While Western Australia was initially a "free settlement", economic problems for settler capitalists led them to seek the transportation of British convicts. WA became a penal colony in 1850.

The Gregory brothers led major exploration expeditions to many parts of the colony, including:

  • 1851: Augustus Gregory surveys the Greenough region near Geraldton and that area opens up to farming.
  • 1861: Francis Gregory explores the interior of the Nickol Bay region (known later as the Pilbara).

By 1859, all the other Australian colonies had their own parliaments and colonists in Western Australia began pushing for the right to govern themselves. The British Colonial Office opposed this because of the slow rate of growth and the presence of convicts. Petitions asking for some of the positions in the Legislative Council to be filled by elected members were presented to London twice during the 1860s.
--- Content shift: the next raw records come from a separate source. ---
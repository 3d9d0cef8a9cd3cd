// SPDX-License-Identifier: AGPL-3.0-or-later
// Copyright (C) 2012-2025 Andrei Maltsev

use std::{
    env,
    path::{Path, PathBuf},
};

use anyhow::{Context, Result};

/// The first positional argument, when present, names the configuration
/// file.
pub fn config_path_from_args() -> Option<String> {
    env::args().nth(1)
}

/// Resolves a user-supplied config path to an absolute, existing file.
/// Relative paths are taken from the current working directory.
pub fn resolve_config_path(arg: &str) -> Result<PathBuf> {
    let path = Path::new(arg);

    let abs = if path.is_absolute() {
        path.to_path_buf()
    } else {
        env::current_dir()
            .context("cannot get current working dir")?
            .join(path)
    };

    abs.canonicalize()
        .with_context(|| format!("config file not found: {abs:?}"))
}
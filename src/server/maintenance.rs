// SPDX-License-Identifier: AGPL-3.0-or-later
// Copyright (C) 2012-2025 Andrei Maltsev

use std::{sync::Arc, time::Duration};

use tokio::{task::JoinHandle, time::sleep};
use tokio_util::sync::CancellationToken;
use tracing::{debug, info};

use crate::storage::engine::StorageEngine;

const SWEEP_INTERVAL: Duration = Duration::from_secs(1);

/// Spawns the background sweeper that drops expired keys once per second
/// until `cancel` fires.
pub fn spawn(
    storage: Arc<StorageEngine>,
    cancel: CancellationToken,
) -> JoinHandle<()> {
    tokio::spawn(run(storage, cancel))
}

async fn run(storage: Arc<StorageEngine>, cancel: CancellationToken) {
    info!("maintenance loop started");

    loop {
        tokio::select! {
            _ = cancel.cancelled() => break,
            _ = sleep(SWEEP_INTERVAL) => {
                let removed = storage.cleanup_expired();
                if removed > 0 {
                    debug!("cleaned up {removed} expired keys");
                }
            },
        }
    }

    info!("maintenance loop finished");
}
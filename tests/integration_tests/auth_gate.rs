// SPDX-License-Identifier: AGPL-3.0-or-later
// Copyright (C) 2012-2025 Andrei Maltsev

use anyhow::Result;
use resp_cache_rs::protocol::resp::Value;
use serial_test::serial;

use crate::integration_tests::common::{TestClient, start_server};

#[tokio::test]
#[serial]
async fn test_commands_require_auth_until_auth_succeeds() -> Result<()> {
    let server = start_server().await?;
    let mut client = TestClient::connect(server.addr).await?;

    // Raw frame, exactly as a client would send it.
    client
        .send_raw(b"*2\r\n$3\r\nGET\r\n$1\r\nx\r\n")
        .await?;
    assert_eq!(
        client.recv().await?,
        Value::Error("NOAUTH Authentication required".to_string())
    );

    client
        .send_raw(b"*3\r\n$4\r\nAUTH\r\n$5\r\nadmin\r\n$5\r\nadmin\r\n")
        .await?;
    assert_eq!(client.recv().await?, Value::ok());

    client
        .send_raw(b"*2\r\n$3\r\nGET\r\n$1\r\nx\r\n")
        .await?;
    assert_eq!(client.recv().await?, Value::Null);

    server.listener.stop(std::time::Duration::from_secs(5)).await;
    Ok(())
}

#[tokio::test]
#[serial]
async fn test_wrong_password_leaves_session_unauthenticated() -> Result<()> {
    let server = start_server().await?;
    let mut client = TestClient::connect(server.addr).await?;

    let reply = client.roundtrip(&["AUTH", "admin", "wrong"]).await?;
    assert_eq!(
        reply,
        Value::Error("WRONGPASS invalid username-password pair".to_string())
    );

    let reply = client.roundtrip(&["SET", "k", "v"]).await?;
    assert_eq!(
        reply,
        Value::Error("NOAUTH Authentication required".to_string())
    );

    server.listener.stop(std::time::Duration::from_secs(5)).await;
    Ok(())
}

#[tokio::test]
#[serial]
async fn test_auth_is_scoped_to_one_connection() -> Result<()> {
    let server = start_server().await?;

    let mut first = TestClient::connect(server.addr).await?;
    first.authenticate().await?;
    assert_eq!(first.roundtrip(&["SET", "k", "v"]).await?, Value::ok());

    // A second connection starts unauthenticated regardless.
    let mut second = TestClient::connect(server.addr).await?;
    let reply = second.roundtrip(&["GET", "k"]).await?;
    assert_eq!(
        reply,
        Value::Error("NOAUTH Authentication required".to_string())
    );

    server.listener.stop(std::time::Duration::from_secs(5)).await;
    Ok(())
}
// SPDX-License-Identifier: AGPL-3.0-or-later
// Copyright (C) 2012-2025 Andrei Maltsev

use std::{fs, path::Path};

use anyhow::{Context, Result, ensure};
use serde::{Deserialize, Serialize};

use crate::cfg::logger::LoggingConfig;

#[derive(Deserialize, Serialize, Debug, Clone, Default)]
#[serde(default)]
pub struct Config {
    /// Listener address and runtime sizing.
    pub server: ServerConfig,
    /// Cache budget and expiry defaults handed to the storage engine.
    pub cache: CacheConfig,
    /// Credentials accepted by AUTH.
    pub auth: AuthConfig,
    /// Logging destination and verbosity.
    pub logging: LoggingConfig,
}

#[derive(Deserialize, Serialize, Debug, Clone)]
#[serde(default)]
pub struct ServerConfig {
    /// TCP port to listen on. Port 0 asks the OS for an ephemeral port.
    pub port: u16,
    /// Worker threads driving client connections.
    pub workers: usize,
}

impl Default for ServerConfig {
    fn default() -> Self {
        Self { port: 6380, workers: 4 }
    }
}

#[derive(Deserialize, Serialize, Debug, Clone)]
#[serde(default)]
pub struct CacheConfig {
    /// Value-payload memory budget in megabytes.
    pub max_memory_mb: u64,
    /// TTL applied to keys stored without an explicit one. 0 = never expire.
    pub default_ttl: i64,
}

impl Default for CacheConfig {
    fn default() -> Self {
        Self { max_memory_mb: 256, default_ttl: 0 }
    }
}

#[derive(Deserialize, Serialize, Debug, Clone)]
#[serde(default)]
pub struct AuthConfig {
    pub default_user: String,
    pub default_password: String,
}

impl Default for AuthConfig {
    fn default() -> Self {
        Self {
            default_user: "admin".to_string(),
            default_password: "admin".to_string(),
        }
    }
}

impl Config {
    /// Loads the configuration from YAML, validates it, and returns the
    /// ready-to-use value.
    pub fn load_from_file<P: AsRef<Path>>(path: P) -> Result<Self> {
        let s = fs::read_to_string(path)?;
        let mut cfg: Config =
            serde_yaml::from_str(&s).context("failed to parse config YAML")?;
        cfg.validate_and_normalize()?;
        Ok(cfg)
    }

    /// Loads the file when it exists; a missing file falls back to the
    /// built-in defaults.
    pub fn load_or_default<P: AsRef<Path>>(path: P) -> Result<Self> {
        if path.as_ref().exists() {
            Self::load_from_file(path)
        } else {
            Ok(Self::default())
        }
    }

    /// Validates invariants and normalizes derived fields.
    pub fn validate_and_normalize(&mut self) -> Result<()> {
        ensure!(self.server.workers >= 1, "workers must be >= 1");
        ensure!(self.cache.max_memory_mb >= 1, "max_memory_mb must be >= 1");
        ensure!(
            self.cache.default_ttl >= 0,
            "default_ttl must be non-negative"
        );
        ensure!(
            !self.auth.default_user.is_empty(),
            "default_user must not be empty"
        );
        ensure!(
            !self.auth.default_password.is_empty(),
            "default_password must not be empty"
        );
        Ok(())
    }

    pub fn max_memory_bytes(&self) -> u64 {
        self.cache.max_memory_mb * 1024 * 1024
    }
}
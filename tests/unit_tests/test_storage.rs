// SPDX-License-Identifier: AGPL-3.0-or-later
// Copyright (C) 2012-2025 Andrei Maltsev

use std::{sync::Arc, thread::sleep, time::Duration};

use resp_cache_rs::{
    server::stats::Stats,
    storage::engine::{StorageEngine, StoreError},
};

fn engine(max_memory: u64, default_ttl: i64) -> (StorageEngine, Arc<Stats>) {
    let stats = Arc::new(Stats::new(max_memory));
    (
        StorageEngine::new(max_memory, default_ttl, stats.clone()),
        stats,
    )
}

#[test]
fn test_set_get_del_roundtrip() {
    let (store, _stats) = engine(1024, 0);

    assert!(store.set(b"k", b"hello", 0).is_ok());
    assert_eq!(store.get(b"k").as_deref(), Some(b"hello".as_ref()));
    assert!(store.exists(b"k"));
    assert_eq!(store.entry_count(), 1);

    assert!(store.del(b"k"));
    assert!(!store.del(b"k"));
    assert_eq!(store.get(b"k"), None);
    assert_eq!(store.entry_count(), 0);
    assert_eq!(store.memory_used(), 0);
}

#[test]
fn test_memory_accounting_tracks_payload_sizes() {
    let (store, stats) = engine(1024, 0);

    store.set(b"alpha", b"12345", 0).expect("set alpha");
    store.set(b"be", b"1234567890", 0).expect("set be");
    assert_eq!(store.memory_used(), (5 + 5) + (2 + 10));

    // Overwrite adjusts by the delta only.
    store.set(b"alpha", b"12", 0).expect("overwrite alpha");
    assert_eq!(store.memory_used(), (5 + 2) + (2 + 10));

    store.del(b"be");
    assert_eq!(store.memory_used(), 5 + 2);

    let snap = stats.snapshot().expect("stats snapshot");
    assert_eq!(snap.used_memory_bytes, store.memory_used());
}

#[test]
fn test_get_counts_hits_and_misses() {
    let (store, stats) = engine(1024, 0);

    store.set(b"k", b"v", 0).expect("set");
    assert!(store.get(b"k").is_some());
    assert!(store.get(b"k").is_some());
    assert!(store.get(b"missing").is_none());

    let snap = stats.snapshot().expect("stats snapshot");
    assert_eq!(snap.cache_hits, 2);
    assert_eq!(snap.cache_misses, 1);
}

#[test]
fn test_ttl_reporting() {
    let (store, _stats) = engine(1024, 0);

    assert_eq!(store.ttl(b"absent"), -1);

    store.set(b"k", b"v", 0).expect("set");
    assert_eq!(store.ttl(b"k"), -2);

    assert!(store.expire(b"k", 100));
    let remaining = store.ttl(b"k");
    assert!((99..=100).contains(&remaining), "got {remaining}");

    // ttl <= 0 clears the expiry again.
    assert!(store.expire(b"k", 0));
    assert_eq!(store.ttl(b"k"), -2);

    assert!(!store.expire(b"absent", 10));
}

#[test]
fn test_expired_entries_are_invisible_and_swept() {
    let (store, _stats) = engine(1024, 0);

    store.set(b"t", b"v", 1).expect("set with ttl");
    assert_eq!(store.get(b"t").as_deref(), Some(b"v".as_ref()));

    sleep(Duration::from_secs(2));

    // Invisible to reads before the sweeper has run.
    assert_eq!(store.get(b"t"), None);
    assert_eq!(store.ttl(b"t"), -1);
    assert!(!store.exists(b"t"));

    assert_eq!(store.cleanup_expired(), 1);
    assert_eq!(store.entry_count(), 0);
    assert_eq!(store.memory_used(), 0);
    assert_eq!(store.cleanup_expired(), 0);
}

#[test]
fn test_set_replaces_expired_entry_under_same_key() {
    let (store, _stats) = engine(1024, 0);

    store.set(b"k", b"first", 1).expect("set with ttl");
    sleep(Duration::from_secs(2));

    store.set(b"k", b"second", 0).expect("set over expired");
    assert_eq!(store.get(b"k").as_deref(), Some(b"second".as_ref()));
    assert_eq!(store.entry_count(), 1);
    assert_eq!(store.memory_used(), (1 + 6) as u64);
    assert_eq!(store.ttl(b"k"), -2);
}

#[test]
fn test_default_ttl_applies_when_unset() {
    let (store, _stats) = engine(1024, 100);

    store.set(b"k", b"v", 0).expect("set");
    let remaining = store.ttl(b"k");
    assert!((99..=100).contains(&remaining), "got {remaining}");

    // Explicit ttl wins over the default.
    store.set(b"e", b"v", 5).expect("set explicit");
    let remaining = store.ttl(b"e");
    assert!((4..=5).contains(&remaining), "got {remaining}");

    store.set_default_ttl(0);
    store.set(b"n", b"v", 0).expect("set after reset");
    assert_eq!(store.ttl(b"n"), -2);
}

#[test]
fn test_eviction_drops_least_recently_written_first() {
    // Every entry is 1 + 19 = 20 bytes; the budget fits two.
    let (store, _stats) = engine(50, 0);
    let payload = [b'x'; 19];

    store.set(b"a", &payload, 0).expect("set a");
    store.set(b"b", &payload, 0).expect("set b");
    store.set(b"c", &payload, 0).expect("set c");

    assert_eq!(store.get(b"a"), None, "oldest entry evicted");
    assert!(store.get(b"b").is_some());
    assert!(store.get(b"c").is_some());
    assert!(store.memory_used() <= 50);
    assert_eq!(store.entry_count(), 2);
}

#[test]
fn test_rewrite_promotes_entry_out_of_eviction_order() {
    let (store, _stats) = engine(50, 0);
    let payload = [b'x'; 19];

    store.set(b"a", &payload, 0).expect("set a");
    store.set(b"b", &payload, 0).expect("set b");
    // Rewriting `a` moves it to the head; `b` becomes the tail victim.
    store.set(b"a", &payload, 0).expect("rewrite a");
    store.set(b"c", &payload, 0).expect("set c");

    assert!(store.get(b"a").is_some());
    assert_eq!(store.get(b"b"), None);
    assert!(store.get(b"c").is_some());
}

#[test]
fn test_set_fails_when_entry_cannot_fit_at_all() {
    let (store, _stats) = engine(10, 0);

    let err = store.set(b"key", b"way too large for this", 0);
    assert_eq!(err, Err(StoreError::OutOfMemory));
    assert_eq!(store.entry_count(), 0);
    assert_eq!(store.memory_used(), 0);

    // A fitting entry still goes in afterwards.
    assert!(store.set(b"k", b"v", 0).is_ok());
}

#[test]
fn test_shrinking_budget_defers_eviction_to_next_set() {
    let (store, _stats) = engine(1024, 0);
    let payload = [b'x'; 19];

    store.set(b"a", &payload, 0).expect("set a");
    store.set(b"b", &payload, 0).expect("set b");

    store.set_max_memory(50);
    // Nothing evicted yet.
    assert_eq!(store.entry_count(), 2);

    store.set(b"c", &payload, 0).expect("set c");
    assert_eq!(store.entry_count(), 2);
    assert!(store.memory_used() <= 50);
    assert_eq!(store.get(b"a"), None);
}

#[test]
fn test_many_keys_share_buckets_without_loss() {
    let (store, _stats) = engine(1024 * 1024, 0);

    let mut expected_memory = 0u64;
    for i in 0..2000 {
        let key = format!("key-{i}");
        let value = format!("value-{i}");
        expected_memory += (key.len() + value.len()) as u64;
        store.set(key.as_bytes(), value.as_bytes(), 0).expect("set");
    }

    assert_eq!(store.entry_count(), 2000);
    assert_eq!(store.memory_used(), expected_memory);

    for i in (0..2000).step_by(97) {
        let key = format!("key-{i}");
        let expected = format!("value-{i}");
        assert_eq!(
            store.get(key.as_bytes()).as_deref(),
            Some(expected.as_bytes())
        );
    }

    for i in 0..2000 {
        let key = format!("key-{i}");
        assert!(store.del(key.as_bytes()));
    }
    assert_eq!(store.entry_count(), 0);
    assert_eq!(store.memory_used(), 0);
}

#[test]
fn test_del_removes_expired_entry() {
    let (store, _stats) = engine(1024, 0);

    store.set(b"k", b"v", 1).expect("set with ttl");
    sleep(Duration::from_secs(2));

    // DEL reclaims even an expired entry and reports it.
    assert!(store.del(b"k"));
    assert_eq!(store.memory_used(), 0);
}

#[test]
fn test_values_are_binary_safe() {
    let (store, _stats) = engine(1024, 0);

    let value = b"\x00\x01\r\n\xff binary";
    store.set(b"bin", value, 0).expect("set binary");
    assert_eq!(store.get(b"bin").as_deref(), Some(value.as_ref()));
}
By 1868, over 9,000 convicts had been transported to Western Australia on 43 convict ship voyages.

Expansion 1861–1885

Wool production, usually on large stations, was also the basis of expansion further east and northward.

The first permanent settlements in the North West (later divided into the Pilbara and Kimberley regions) took place in the mid-1860s, initially at the Harding River, De Grey River and Roebourne (gazetted in 1867). Pearling also came to dominate the North West, initially in Nickol Bay, with a fleet at Tien Tsin Harbor (later renamed Cossack). In the North West, unlike southern WA, the labour force was dominated by Indigenous Australians, often under harsh forms of unfree labour.

In 1870, some members of the Legislative Council were elected for the first time, although only male settlers with significant property could vote and the Governor could still veto the council's decisions.

John Forrest led two major expeditions:

In 1872, controversial explorer Peter Egerton Warburton made a journey from Alice Springs to the Western Australian coast.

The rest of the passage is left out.